To translate a writer means to live in their world for a long time. There are fine writers – Isaac Babel is one – whose world I find so disturbing that I do not want to inhabit it again. There are other writers whose company, no matter what subjects they write about, is always a joy. Translating Alexander Pushkin always leaves me feeling clearer-headed, deeply refreshed. Translating Andrey Platonov – the only one of his contemporaries, incidentally, whom Grossman whole-heartedly admired – jolts me into glimpsing whole new worlds of thought and feeling. As for Vasily Grossman himself, I think of him as a supremely trustworthy guide. There is an integrity in him that enables him to write about the most terrible matters – the Gulag, the Shoah, the Terror Famine in the Ukraine – without making the reader feel violated. Many writers write about these horrors because they are in pain and they imagine that their own pain will lesson if they manage to hurt their readers. Other writers are like prosecuting lawyers. Alexander Solzhenitsyn, for example, sometimes appears to seize on each new horror with delight – as if he looks on some terrible evil simply as a piece of evidence, as a weapon that will help him to make his case. Grossman, in contrast, seems uncommonly pure. He appears to write simply because he knows that a particular story needs to be told, that it is man’s duty to remember the dead. His chapters about the Shoah and the Terror Famine have the healing power of ritual lament, of the finest passages of Dante or the Bible. After a French-language staging of ‘The Last Letter’, a play based on the famous chapter from Life and Fate, a Jewish member of the audience said to the director, ‘I never received a last letter from my mother. Now it feels as if I did.’ It is hard to imagine a more moving tribute – to the director, to the actor and to Grossman himself.

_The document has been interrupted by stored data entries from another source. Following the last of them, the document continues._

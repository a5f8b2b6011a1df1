use std::path::{Path, PathBuf};

use tower_http::services::{ServeDir, ServeFile};

pub const SHELL_FILE: &str = "index.html";

/// Picks the directory the built site is served from: `<dist>/public` when
/// present, otherwise `<dist>` itself. `None` if neither exists.
pub fn resolve_dist_root(dist_dir: &Path) -> Option<PathBuf> {
    let public_dir = dist_dir.join("public");

    tracing::info!("Checking directory structure:");
    tracing::info!("Dist path: {}", dist_dir.display());
    tracing::info!("Public path: {}", public_dir.display());

    if !dist_dir.is_dir() {
        tracing::warn!("Dist directory does not exist! Static files will not be served");
        return None;
    }

    tracing::info!("Dist directory exists");
    if public_dir.is_dir() {
        tracing::info!("Public directory exists");
        Some(public_dir)
    } else {
        tracing::info!("Public directory does not exist, using dist directory");
        Some(dist_dir.to_path_buf())
    }
}

/// Serves files under `root`; any path without a matching file gets the
/// single-page shell so client-side routes survive a reload.
pub fn serve_spa(root: &Path) -> ServeDir<ServeFile> {
    ServeDir::new(root).fallback(ServeFile::new(root.join(SHELL_FILE)))
}
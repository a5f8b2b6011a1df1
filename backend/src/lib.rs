use std::sync::Arc;

use axum::{middleware, routing::post, Router};
use tower_http::catch_panic::CatchPanicLayer;
use tower_http::cors::{Any, CorsLayer};
use tower_http::trace::{DefaultMakeSpan, DefaultOnResponse, TraceLayer};
use tracing::Level;

pub mod config;
pub mod error;
pub mod image_fetch;
pub mod handlers {
    pub mod api_logging;
    pub mod contact;
}
pub mod assets {
    pub mod dev_proxy;
    pub mod spa;
}

use assets::{dev_proxy, spa};
use config::{AppConfig, Environment};
use error::AppError;
use handlers::{api_logging, contact};

pub struct AppState {
    pub config: AppConfig,
    /// Shared client for the development asset bridge.
    pub http: reqwest::Client,
}

impl AppState {
    pub fn new(config: AppConfig) -> Self {
        Self {
            config,
            http: reqwest::Client::new(),
        }
    }
}

async fn api_not_found() -> AppError {
    AppError::NotFound
}

pub fn build_router(state: Arc<AppState>) -> Router {
    let api_routes = Router::new()
        .route("/contact", post(contact::submit_contact))
        .fallback(api_not_found);

    let app = Router::new().nest("/api", api_routes);

    // API routes first so the catch-all never shadows them.
    let app = match state.config.environment {
        Environment::Development => {
            tracing::info!(
                "development mode: forwarding page requests to {}",
                state.config.dev_server_url
            );
            app.fallback(dev_proxy::forward_to_dev_server)
        }
        Environment::Production => match spa::resolve_dist_root(&state.config.dist_dir) {
            Some(root) => app.fallback_service(spa::serve_spa(&root)),
            None => app,
        },
    };

    app.layer(CatchPanicLayer::custom(error::handle_panic))
        .layer(middleware::from_fn(api_logging::log_api_requests))
        .layer(
            TraceLayer::new_for_http()
                .make_span_with(DefaultMakeSpan::new().level(Level::INFO))
                .on_response(DefaultOnResponse::new().level(Level::INFO)),
        )
        .layer(
            CorsLayer::new()
                .allow_methods([
                    axum::http::Method::GET,
                    axum::http::Method::POST,
                    axum::http::Method::OPTIONS,
                ])
                .allow_origin(Any) // the debug frontend runs on trunk's own port
                .allow_headers([axum::http::header::CONTENT_TYPE])
                .expose_headers([axum::http::header::CONTENT_TYPE]),
        )
        .with_state(state)
}

#[cfg(test)]
mod tests {
    use super::*;
    use axum::{
        body::{to_bytes, Body},
        http::{Request, StatusCode},
        routing::get,
    };
    use std::fs;
    use std::path::Path;
    use tower::ServiceExt; // for `oneshot`

    fn production_config(dist_dir: &Path) -> AppConfig {
        AppConfig {
            port: 0,
            environment: Environment::Production,
            dist_dir: dist_dir.to_path_buf(),
            dev_server_url: config::DEFAULT_DEV_SERVER_URL.to_string(),
            sentry_dsn: None,
        }
    }

    fn site_fixture() -> tempfile::TempDir {
        let dist = tempfile::tempdir().unwrap();
        let public = dist.path().join("public");
        fs::create_dir(&public).unwrap();
        fs::write(public.join("index.html"), "<html>shell</html>").unwrap();
        fs::write(public.join("app.js"), "console.log('app')").unwrap();
        dist
    }

    async fn fetch(app: Router, uri: &str) -> (StatusCode, String) {
        let response = app
            .oneshot(Request::builder().uri(uri).body(Body::empty()).unwrap())
            .await
            .unwrap();
        let status = response.status();
        let body = to_bytes(response.into_body(), 1024 * 1024).await.unwrap();
        (status, String::from_utf8_lossy(&body).into_owned())
    }

    #[tokio::test]
    async fn contact_round_trip_through_full_router() {
        let dist = site_fixture();
        let app = build_router(Arc::new(AppState::new(production_config(dist.path()))));

        let response = app
            .oneshot(
                Request::builder()
                    .method("POST")
                    .uri("/api/contact")
                    .header("content-type", "application/json")
                    .body(Body::from(r#"{"name":"A","email":"a@b.com","message":"hi"}"#))
                    .unwrap(),
            )
            .await
            .unwrap();
        assert_eq!(response.status(), StatusCode::OK);
        let body = to_bytes(response.into_body(), 1024 * 1024).await.unwrap();
        let body: serde_json::Value = serde_json::from_slice(&body).unwrap();
        assert_eq!(body["success"], true);
    }

    #[tokio::test]
    async fn deep_links_get_the_page_shell() {
        let dist = site_fixture();
        let app = build_router(Arc::new(AppState::new(production_config(dist.path()))));

        let (status, body) = fetch(app.clone(), "/").await;
        assert_eq!(status, StatusCode::OK);
        assert_eq!(body, "<html>shell</html>");

        let (status, body) = fetch(app.clone(), "/how-it-works/anything").await;
        assert_eq!(status, StatusCode::OK);
        assert_eq!(body, "<html>shell</html>");

        let (status, body) = fetch(app, "/app.js").await;
        assert_eq!(status, StatusCode::OK);
        assert_eq!(body, "console.log('app')");
    }

    #[tokio::test]
    async fn unknown_api_routes_are_json_404s() {
        let dist = site_fixture();
        let app = build_router(Arc::new(AppState::new(production_config(dist.path()))));

        let (status, body) = fetch(app, "/api/unknown").await;
        assert_eq!(status, StatusCode::NOT_FOUND);
        let body: serde_json::Value = serde_json::from_str(&body).unwrap();
        assert_eq!(body["message"], "Not Found");
    }

    #[tokio::test]
    async fn missing_dist_does_not_stop_the_api() {
        let dist = tempfile::tempdir().unwrap();
        let app = build_router(Arc::new(AppState::new(production_config(
            &dist.path().join("missing"),
        ))));

        let (status, _) = fetch(app.clone(), "/").await;
        assert_eq!(status, StatusCode::NOT_FOUND);

        let response = app
            .oneshot(
                Request::builder()
                    .method("POST")
                    .uri("/api/contact")
                    .header("content-type", "application/json")
                    .body(Body::from(r#"{"name":"A"}"#))
                    .unwrap(),
            )
            .await
            .unwrap();
        assert_eq!(response.status(), StatusCode::BAD_REQUEST);
    }

    async fn explode() -> &'static str {
        panic!("boom")
    }

    #[tokio::test]
    async fn panicking_handler_is_answered_and_server_keeps_going() {
        let app: Router = Router::new()
            .route("/boom", get(explode))
            .route("/ok", get(|| async { "ok" }))
            .layer(CatchPanicLayer::custom(error::handle_panic));

        let (status, body) = fetch(app.clone(), "/boom").await;
        assert_eq!(status, StatusCode::INTERNAL_SERVER_ERROR);
        assert!(body.contains(error::INTERNAL_SERVER_ERROR));

        let (status, body) = fetch(app, "/ok").await;
        assert_eq!(status, StatusCode::OK);
        assert_eq!(body, "ok");
    }
}
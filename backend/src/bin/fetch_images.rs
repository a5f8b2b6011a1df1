use std::path::PathBuf;

use anyhow::Context;
use biobrim_backend::image_fetch::{self, OptimizeOptions, PLACEHOLDER_IMAGES};
use clap::Parser;

/// Downloads the placeholder photography into the frontend asset folder.
#[derive(Debug, Parser)]
#[command(name = "fetch-images")]
struct Args {
    /// Where the optimized JPEGs are written
    #[arg(long, default_value = "frontend/assets/images")]
    out_dir: PathBuf,
    /// Images are scaled to fit inside a SIZE x SIZE box
    #[arg(long, default_value_t = image_fetch::DEFAULT_SIZE)]
    size: u32,
    /// JPEG quality, 1-100
    #[arg(long, default_value_t = image_fetch::DEFAULT_QUALITY, value_parser = clap::value_parser!(u8).range(1..=100))]
    quality: u8,
}

#[tokio::main]
async fn main() -> anyhow::Result<()> {
    tracing_subscriber::fmt().with_target(false).init();
    let args = Args::parse();

    let client = image_fetch::http_client().context("Failed to build HTTP client")?;
    let options = OptimizeOptions {
        size: args.size,
        quality: args.quality,
    };

    let report = image_fetch::fetch_all(&client, PLACEHOLDER_IMAGES, &args.out_dir, options)
        .await
        .with_context(|| format!("Failed to prepare {}", args.out_dir.display()))?;

    tracing::info!(
        "{} images saved, {} failed",
        report.saved.len(),
        report.failed.len()
    );
    Ok(())
}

The French poet Eugene Guillevic, whose ‘Charnel Houses’ (1947) is one of the first, and finest, poetic responses to the Shoah, once wrote, ‘Yes, even horror can be lived out in poetry. This is not to say that poetry weakens or diminishes horror – what it perhaps means is that poetry translates horror to that level where, lived out through poetry, it is no longer degrading.’ These words seem more applicable to Grossman’s sober, factual, yet strangely luminous prose than to any other literature that I know.